De quebra, a Procuradoria Federal do Consumidor do México (Profeco, espécie de Procon) pediu explicações à rede de cinemas Cinépolis após consumidores abandonarem sessões do longa e solicitarem reembolso por insatisfação com o conteúdo apresentado.
“Essa polarização, para mim, significa 99,99% de pessoas que gostaram do filme e 1% de pessoas que dizem que não gostaram. O que eu vivenciei pessoalmente foram só elogios, coisas maravilhosas.
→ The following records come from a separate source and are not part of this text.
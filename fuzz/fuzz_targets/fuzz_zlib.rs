#![no_main]

use libfuzzer_sys::fuzz_target;
use wuffle::{ReadBuffer, WriteBuffer, ZlibDecoder};

fuzz_target!(|data: &[u8]| {
    let mut zlib = ZlibDecoder::new();
    let mut out = [0u8; 1 << 16];
    let mut src = ReadBuffer::closed_at_eof(data);
    for _ in 0..(1 << 20) {
        let mut dst = WriteBuffer::new(&mut out);
        let status = zlib.decode_io_writer(&mut dst, &mut src);
        if status.is_error() || status.is_ok() {
            break;
        }
    }
});
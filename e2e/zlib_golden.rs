use wuffle::{ReadBuffer, WriteBuffer, ZlibDecoder};

const HELLO_WORLD: &[u8] = &[
    0x78, 0x9C, 0xF3, 0x48, 0xCD, 0xC9, 0xC9, 0x57, 0x08, 0xCF, 0x2F, 0xCA, 0x49, 0x51, 0x04, 0x00, 0x1C, 0x49, 0x04,
    0x3E,
];

#[test]
fn decodes_hello_world_in_one_call() {
    let mut zlib = ZlibDecoder::new();
    let mut out = [0u8; 64];
    let mut src = ReadBuffer::closed_at_eof(HELLO_WORLD);
    let mut dst = WriteBuffer::new(&mut out);
    let status = zlib.decode_io_writer(&mut dst, &mut src);
    assert!(status.is_ok(), "status: {status:?}");
    assert_eq!(&out[..dst.wi], b"Hello World!");
}

#[test]
fn decodes_hello_world_one_byte_at_a_time() {
    let mut zlib = ZlibDecoder::new();
    let mut out = [0u8; 64];
    let mut collected = Vec::new();
    let mut pos = 0usize;
    loop {
        let end = (pos + 1).min(HELLO_WORLD.len());
        let mut src = ReadBuffer::new(&HELLO_WORLD[pos..end]);
        src.closed = end == HELLO_WORLD.len();
        let mut dst = WriteBuffer::new(&mut out);
        let status = zlib.decode_io_writer(&mut dst, &mut src);
        collected.extend_from_slice(&out[..dst.wi]);
        pos += src.ri;
        if status.is_ok() {
            break;
        }
        assert!(status.is_suspension(), "unexpected status: {status:?}");
        if pos >= HELLO_WORLD.len() {
            panic!("ran out of input without completing: {status:?}");
        }
    }
    assert_eq!(collected, b"Hello World!");
}
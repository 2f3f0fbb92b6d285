// wuffle — hostile-input-safe, allocation-free streaming decoders

pub mod buffer;
pub mod checksum;
pub mod deflate;
pub mod gif;
pub mod gzip;
pub mod lzw;
pub mod pixel;
pub mod status;
pub mod swizzle;
pub mod zlib;

// ─────────────────────────────────────────────────────────────────────────────
// Top-level convenience re-exports for the most common API entry points.
// ─────────────────────────────────────────────────────────────────────────────

/// Raw DEFLATE (RFC 1951) streaming decoder.
pub use deflate::Inflate;
/// zlib (RFC 1950) streaming decoder: header, DEFLATE body, Adler-32 trailer.
pub use zlib::ZlibDecoder;
/// gzip (RFC 1952) streaming decoder: header, DEFLATE body, CRC-32 + ISIZE trailer.
pub use gzip::GzipDecoder;
/// GIF-variant LZW streaming decoder.
pub use lzw::LzwDecoder;
/// GIF89a container decoder: image config, per-frame config, and pixel decode.
pub use gif::GifDecoder;

/// Call outcome shared by every decoder in this crate.
pub use status::{DecodeError, Status, Suspension, Warning};

/// The I/O buffer types every decoder's entry points are expressed in terms of.
pub use buffer::{ReadBuffer, WriteBuffer};

pub use checksum::{Adler32, Crc32};
pub use pixel::PixelFormat;

// ─────────────────────────────────────────────────────────────────────────────
// Version
// ─────────────────────────────────────────────────────────────────────────────

pub const WUFFLE_VERSION_MAJOR: i32 = 0;
pub const WUFFLE_VERSION_MINOR: i32 = 1;
pub const WUFFLE_VERSION_PATCH: i32 = 0;
pub const WUFFLE_VERSION_STRING: &str = "0.1.0";

/// Returns the library version string (e.g. `"0.1.0"`).
pub fn version_string() -> &'static str {
    WUFFLE_VERSION_STRING
}
pub mod adler32;
pub mod crc32;

pub use adler32::Adler32;
pub use crc32::Crc32;
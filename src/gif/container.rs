//! The GIF89a container state machine: header/LSD/global-palette parsing,
//! extension-block dispatch (graphic control, application, comment,
//! plain-text), per-frame image-descriptor parsing, and the LZW-driven
//! pixel raster walk (including interlace row ordering and per-pixel
//! swizzling into the caller's chosen output format).

use crate::buffer::{ReadBuffer, WriteBuffer};
use crate::gif::quirks::{Quirk, Quirks};
use crate::gif::types::{Blend, DecodeFrameOptions, Disposal, FrameConfig, ImageConfig};
use crate::lzw::LzwDecoder;
use crate::pixel::{Palette, PixelFormat, BGRA_NONPREMUL, INDEXED_BGRA_BINARY};
use crate::status::{DecodeError, Status, Suspension, Warning};
use crate::swizzle::{self, SwizzleFn};

const STAGING_CAP: usize = 4096;
const INTERLACE_STARTS: [u16; 4] = [0, 4, 2, 1];
const INTERLACE_DELTAS: [u16; 4] = [8, 8, 4, 2];

#[derive(Debug, Clone, Copy, PartialEq, Eq)]
enum ImageConfigStage {
    Header,
    Lsd,
    GlobalPalette,
    PreFrameBlocks,
    Done,
}

#[derive(Debug, Clone, Copy, PartialEq, Eq)]
enum FrameStage {
    LocalPalette,
    MinCodeSize,
    AwaitingLength,
    SubBlockData,
    Draining,
    Done,
}

#[derive(Debug, Clone, Copy, Default)]
struct PendingGc {
    transparent_flag: bool,
    transparent_index: u8,
    disposal: Disposal,
    duration_flicks: u64,
}

pub struct GifDecoder {
    initialized: bool,
    poisoned: bool,
    call_sequence: u8,
    quirks: Quirks,
    report_iccp: bool,
    report_xmp: bool,

    header_buf: [u8; 13],
    header_len: usize,

    canvas_width: u16,
    canvas_height: u16,
    global_palette: Option<Palette>,
    background_index: u8,
    image_config_stage: ImageConfigStage,

    trailer_seen: bool,
    first_frame_is_opaque: bool,
    // set once decode_image_config has consumed the first frame's Image
    // Descriptor ahead of schedule, to learn whether it covers the whole
    // canvas; decode_frame_config then reuses the already-parsed fields
    // below instead of re-reading them from `src`.
    pre_peek_descriptor_started: bool,
    frame_descriptor_preparsed: bool,

    pending_gc: Option<PendingGc>,
    num_loops: u32,

    num_frame_configs: u64,
    num_frames: u64,

    // extension-skip state shared by image-config scanning and
    // frame-config scanning (both walk the same block grammar).
    ext_label: u8,
    ext_sub_remaining: u16,
    ext_awaiting_length: bool,
    app_id_buf: [u8; 14],
    app_id_len: usize,
    gc_buf: [u8; 6],
    gc_len: usize,

    // set while call_sequence == 1, awaiting ack_metadata_chunk.
    pending_metadata_fourcc: Option<&'static str>,
    pending_metadata_len: u64,
    metadata_resume_call_sequence: u8,

    // pending frame-descriptor fields, consumed by decode_frame.
    frame_left: u16,
    frame_top: u16,
    frame_width: u16,
    frame_height: u16,
    frame_flags: u8,
    frame_descriptor_buf: [u8; 9],
    frame_descriptor_len: usize,

    output_format: PixelFormat,

    frame_stage: FrameStage,
    local_palette_buf: [u8; 768],
    local_palette_len: usize,
    local_palette_needed: usize,
    min_code_size: u8,
    staging: [u8; STAGING_CAP],
    staging_ri: usize,
    staging_wi: usize,
    sub_block_remaining: u16,
    lzw: Option<LzwDecoder>,

    active_palette: Palette,
    swizzle_fn: Option<SwizzleFn>,
    bytes_per_pixel: usize,

    x0: u16,
    y0: u16,
    x1: u16,
    y1: u16,
    dst_x: u16,
    dst_y: u16,
    interlace_phase: u8,
    dirty_max_excl_y: u16,
    pixels_written_this_frame: bool,
}

impl Default for GifDecoder {
    fn default() -> Self {
        GifDecoder {
            initialized: false,
            poisoned: false,
            call_sequence: 0,
            quirks: Quirks::default(),
            report_iccp: false,
            report_xmp: false,
            header_buf: [0; 13],
            header_len: 0,
            canvas_width: 0,
            canvas_height: 0,
            global_palette: None,
            background_index: 0,
            image_config_stage: ImageConfigStage::Header,
            trailer_seen: false,
            first_frame_is_opaque: false,
            pre_peek_descriptor_started: false,
            frame_descriptor_preparsed: false,
            pending_gc: None,
            num_loops: 1,
            num_frame_configs: 0,
            num_frames: 0,
            ext_label: 0,
            ext_sub_remaining: 0,
            ext_awaiting_length: true,
            app_id_buf: [0; 14],
            app_id_len: 0,
            gc_buf: [0; 6],
            gc_len: 0,
            pending_metadata_fourcc: None,
            pending_metadata_len: 0,
            metadata_resume_call_sequence: 0,
            frame_left: 0,
            frame_top: 0,
            frame_width: 0,
            frame_height: 0,
            frame_flags: 0,
            frame_descriptor_buf: [0; 9],
            frame_descriptor_len: 0,
            output_format: BGRA_NONPREMUL,
            frame_stage: FrameStage::LocalPalette,
            local_palette_buf: [0; 768],
            local_palette_len: 0,
            local_palette_needed: 0,
            min_code_size: 0,
            staging: [0; STAGING_CAP],
            staging_ri: 0,
            staging_wi: 0,
            sub_block_remaining: 0,
            lzw: None,
            active_palette: Palette::default(),
            swizzle_fn: None,
            bytes_per_pixel: 4,
            x0: 0,
            y0: 0,
            x1: 0,
            y1: 0,
            dst_x: 0,
            dst_y: 0,
            interlace_phase: 0,
            dirty_max_excl_y: 0,
            pixels_written_this_frame: false,
        }
    }
}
Não posso prestar atenção ao que acontece nas redes sociais, pois elas não têm nenhum tipo de credibilidade”, analisou Karla.
“Me incomoda ter que lidar com isso [as críticas]. Eu queria falar sobre o problema do desaparecimento das pessoas no México. Esse problema me afetou, talvez porque onde eu moro, na França, não falamos sobre isso, não interessa a ninguém”, disse Audiard, antes de mostrar ao repórter do Estadão, pelo celular, a notícia sobre o decreto assinado pelo presidente americano Donald Trump de que apenas os gêneros masculino e feminino serão reconhecidos pelo governo dos EUA. “Tentamos trabalhar por causa disso”, acrescentou.
Nesse sentido, a atriz e o cineasta também afirmaram que existe patrulha ideológica em torno da arte. “Há pessoas que acham que a arte é algo que deve ser restringido ao que cada um acha ou fala. É como se eu te dissesse que você, por não ser florista, não pode pintar um quadro de flores. É uma bobagem. A arte é livre e todos temos essa liberdade”, disse Karla, corroborada por Audiard. “Com certeza [há patrulha]. As redes sociais não fabricam ideias ou reflexões, elas fabricam opiniões”, pontuou ele.

Emilia versus Eunice
No Brasil, há ainda outro fator que tem despertado antipatia de parte da população contra o filme antes mesmo da estreia. A disputa com Ainda Estou Aqui nas premiações cinematográficas tem sido cada vez mais acirrada. No Oscar, ambos concorrem contra si nas categorias de Melhor Filme, Melhor Filme Internacional e Melhor Atriz.
“A competição é um pouco como um concurso de beleza. Não sabemos quem será a mais bonita hoje. Há um lado desagradável, são como cavalos de corrida, mas, por outro lado, se realmente nos incomoda, não deveríamos fazer esse trabalho, porque o cinema é uma indústria”, comentou Audiard, revelando ser um admirador da obra de Walter Salles.
Por conta da rivalidade entre os filmes, a atriz Fernanda Torres chegou a sair em defesa de Karla Sofía Gascón após a espanhola ser alvos de ataques brasileiros na internet. “Não vamos tratar ninguém mal e criar uma coisa de um contra o outro, pelo amor de Deus. Não vamos alimentar ódios, ok?”, pediu Fernanda em vídeo postado nas redes sociais, no qual destacou a amizade que possui com a colega. Dias depois, uma outra fala dela, acusando a equipe de Fernanda Torres de falar mal dela e do filme, viralizou.
Ao Estadão, Karla fez questão de elogiar a película brasileira, bem como a intérprete de Eunice Paiva. “Para mim não é uma competição. Conheço a Fernanda, desejo a ela tudo de melhor. Realmente acredito que é maravilhoso o que eles fizeram, mas o nosso também acho que é. O que um tem não tira o do outro. Meus respeitos para Fernanda, espero que ela ganhe todas as coisas deste mundo. Mas Emilia Pérez é Emilia Pérez”.